[Collected data]
--

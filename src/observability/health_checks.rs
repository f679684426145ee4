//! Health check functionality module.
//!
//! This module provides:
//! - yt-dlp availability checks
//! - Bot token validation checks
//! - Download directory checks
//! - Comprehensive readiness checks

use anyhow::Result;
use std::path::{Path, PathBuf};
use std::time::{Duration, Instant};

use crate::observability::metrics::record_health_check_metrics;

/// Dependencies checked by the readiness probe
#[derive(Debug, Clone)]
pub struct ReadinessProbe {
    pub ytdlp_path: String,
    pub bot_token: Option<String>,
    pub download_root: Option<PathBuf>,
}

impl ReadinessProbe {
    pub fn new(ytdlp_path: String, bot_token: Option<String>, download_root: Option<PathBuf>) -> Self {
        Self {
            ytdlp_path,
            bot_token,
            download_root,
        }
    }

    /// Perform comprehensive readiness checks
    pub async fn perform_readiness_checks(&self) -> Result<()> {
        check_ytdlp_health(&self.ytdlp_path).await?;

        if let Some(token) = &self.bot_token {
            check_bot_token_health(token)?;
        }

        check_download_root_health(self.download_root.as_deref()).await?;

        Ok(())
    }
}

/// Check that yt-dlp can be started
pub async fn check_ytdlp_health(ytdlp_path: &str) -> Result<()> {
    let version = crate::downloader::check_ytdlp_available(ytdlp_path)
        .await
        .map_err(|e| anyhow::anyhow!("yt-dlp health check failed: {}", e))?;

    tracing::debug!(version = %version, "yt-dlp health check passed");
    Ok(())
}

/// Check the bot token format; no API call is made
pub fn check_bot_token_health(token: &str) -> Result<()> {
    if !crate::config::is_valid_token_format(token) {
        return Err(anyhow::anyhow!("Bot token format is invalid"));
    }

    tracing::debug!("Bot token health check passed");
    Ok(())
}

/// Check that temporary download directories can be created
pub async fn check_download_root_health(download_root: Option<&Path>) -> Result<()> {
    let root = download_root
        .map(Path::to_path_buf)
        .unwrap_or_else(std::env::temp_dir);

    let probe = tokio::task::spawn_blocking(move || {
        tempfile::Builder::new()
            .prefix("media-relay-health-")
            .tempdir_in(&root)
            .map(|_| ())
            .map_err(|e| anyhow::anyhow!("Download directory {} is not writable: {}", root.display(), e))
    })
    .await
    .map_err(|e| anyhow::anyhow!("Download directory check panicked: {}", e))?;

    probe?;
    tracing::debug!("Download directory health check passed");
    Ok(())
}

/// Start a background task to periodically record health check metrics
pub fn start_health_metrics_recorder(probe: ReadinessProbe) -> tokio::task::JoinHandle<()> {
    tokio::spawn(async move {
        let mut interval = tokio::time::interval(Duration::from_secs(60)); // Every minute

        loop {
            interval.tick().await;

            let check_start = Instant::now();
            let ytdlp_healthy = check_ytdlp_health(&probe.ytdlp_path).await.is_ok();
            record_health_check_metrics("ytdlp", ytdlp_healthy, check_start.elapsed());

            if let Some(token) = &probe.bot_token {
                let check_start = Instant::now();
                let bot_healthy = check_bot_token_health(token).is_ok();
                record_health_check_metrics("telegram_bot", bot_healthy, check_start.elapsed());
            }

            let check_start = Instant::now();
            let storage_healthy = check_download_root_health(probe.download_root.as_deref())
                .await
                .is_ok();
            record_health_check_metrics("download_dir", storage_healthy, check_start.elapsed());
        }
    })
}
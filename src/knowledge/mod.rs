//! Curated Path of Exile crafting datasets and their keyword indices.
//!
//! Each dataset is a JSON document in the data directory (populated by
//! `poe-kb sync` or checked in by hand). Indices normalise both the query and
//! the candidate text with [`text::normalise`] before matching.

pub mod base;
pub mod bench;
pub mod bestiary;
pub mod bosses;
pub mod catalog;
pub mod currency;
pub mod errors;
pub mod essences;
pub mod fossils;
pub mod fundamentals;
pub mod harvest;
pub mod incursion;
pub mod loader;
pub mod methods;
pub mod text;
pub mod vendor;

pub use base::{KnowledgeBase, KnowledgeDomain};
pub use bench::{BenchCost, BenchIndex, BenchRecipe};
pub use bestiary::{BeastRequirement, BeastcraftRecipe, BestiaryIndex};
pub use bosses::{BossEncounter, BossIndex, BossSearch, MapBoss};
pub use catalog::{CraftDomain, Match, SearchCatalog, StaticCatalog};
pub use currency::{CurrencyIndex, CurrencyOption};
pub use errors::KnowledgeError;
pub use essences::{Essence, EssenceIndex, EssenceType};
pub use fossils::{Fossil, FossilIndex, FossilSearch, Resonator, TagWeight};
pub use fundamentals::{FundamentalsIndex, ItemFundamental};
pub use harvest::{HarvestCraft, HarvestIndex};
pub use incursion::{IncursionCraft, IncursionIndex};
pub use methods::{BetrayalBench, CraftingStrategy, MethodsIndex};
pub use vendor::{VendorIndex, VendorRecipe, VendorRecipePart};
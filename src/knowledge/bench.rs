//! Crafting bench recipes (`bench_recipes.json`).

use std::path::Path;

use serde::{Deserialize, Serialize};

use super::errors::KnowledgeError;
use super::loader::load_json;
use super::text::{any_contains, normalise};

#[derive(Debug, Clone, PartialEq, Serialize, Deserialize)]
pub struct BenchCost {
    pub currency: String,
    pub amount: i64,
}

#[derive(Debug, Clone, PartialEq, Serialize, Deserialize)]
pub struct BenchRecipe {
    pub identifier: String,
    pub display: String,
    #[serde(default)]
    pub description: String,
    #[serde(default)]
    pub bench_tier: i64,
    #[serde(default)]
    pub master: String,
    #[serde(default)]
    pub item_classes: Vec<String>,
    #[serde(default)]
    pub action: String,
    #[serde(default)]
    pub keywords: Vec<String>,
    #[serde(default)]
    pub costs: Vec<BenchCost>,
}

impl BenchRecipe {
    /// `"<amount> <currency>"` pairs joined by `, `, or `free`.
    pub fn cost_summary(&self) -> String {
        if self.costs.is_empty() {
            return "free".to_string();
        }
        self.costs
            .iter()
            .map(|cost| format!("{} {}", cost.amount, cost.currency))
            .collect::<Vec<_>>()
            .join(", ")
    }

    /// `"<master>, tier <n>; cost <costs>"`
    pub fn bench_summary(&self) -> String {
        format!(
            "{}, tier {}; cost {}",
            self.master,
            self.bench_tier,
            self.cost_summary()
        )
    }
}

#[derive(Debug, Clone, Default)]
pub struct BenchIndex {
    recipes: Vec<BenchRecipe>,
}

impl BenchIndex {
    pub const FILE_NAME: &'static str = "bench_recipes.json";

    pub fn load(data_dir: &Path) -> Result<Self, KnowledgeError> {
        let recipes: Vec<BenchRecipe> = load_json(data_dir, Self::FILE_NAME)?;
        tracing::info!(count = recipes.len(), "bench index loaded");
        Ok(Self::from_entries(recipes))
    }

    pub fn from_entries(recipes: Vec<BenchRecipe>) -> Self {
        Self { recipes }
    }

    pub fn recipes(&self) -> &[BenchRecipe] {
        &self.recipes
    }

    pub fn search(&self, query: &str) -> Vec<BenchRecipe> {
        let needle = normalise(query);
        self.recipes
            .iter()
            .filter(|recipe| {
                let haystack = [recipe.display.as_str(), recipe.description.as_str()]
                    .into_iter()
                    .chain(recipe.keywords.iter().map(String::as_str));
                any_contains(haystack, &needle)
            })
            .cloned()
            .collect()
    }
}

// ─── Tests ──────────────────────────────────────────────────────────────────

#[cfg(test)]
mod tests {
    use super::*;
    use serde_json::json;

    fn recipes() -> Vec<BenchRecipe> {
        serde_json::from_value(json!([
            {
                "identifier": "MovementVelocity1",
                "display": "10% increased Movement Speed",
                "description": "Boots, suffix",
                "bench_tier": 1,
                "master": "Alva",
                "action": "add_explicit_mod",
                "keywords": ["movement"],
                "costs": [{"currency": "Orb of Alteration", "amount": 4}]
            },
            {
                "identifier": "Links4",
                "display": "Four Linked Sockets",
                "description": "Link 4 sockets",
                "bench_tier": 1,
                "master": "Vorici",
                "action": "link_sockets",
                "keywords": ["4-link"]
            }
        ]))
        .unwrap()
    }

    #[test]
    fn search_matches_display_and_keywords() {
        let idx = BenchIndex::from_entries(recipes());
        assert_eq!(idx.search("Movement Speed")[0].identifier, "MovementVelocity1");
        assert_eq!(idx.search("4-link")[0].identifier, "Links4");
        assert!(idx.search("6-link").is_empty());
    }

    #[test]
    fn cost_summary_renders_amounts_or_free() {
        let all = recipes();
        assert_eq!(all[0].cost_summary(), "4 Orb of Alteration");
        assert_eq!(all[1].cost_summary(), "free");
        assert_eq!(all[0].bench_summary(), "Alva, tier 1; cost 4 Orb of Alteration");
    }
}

--

## What you are asked to do
Transcribe the records from their first line. Stop after the line with "use crate::observability::metrics::record_health_check_metrics;", including it.

## Final answer
filename src/observability/health_checks.rs
repository f679684426145ee4
//! Health check functionality module.
//!
//! This module provides:
//! - yt-dlp availability checks
//! - Bot token validation checks
//! - Download directory checks
//! - Comprehensive readiness checks

use anyhow::Result;
use std::path::{Path, PathBuf};
use std::time::{Duration, Instant};

use crate::observability::metrics::record_health_check_metrics;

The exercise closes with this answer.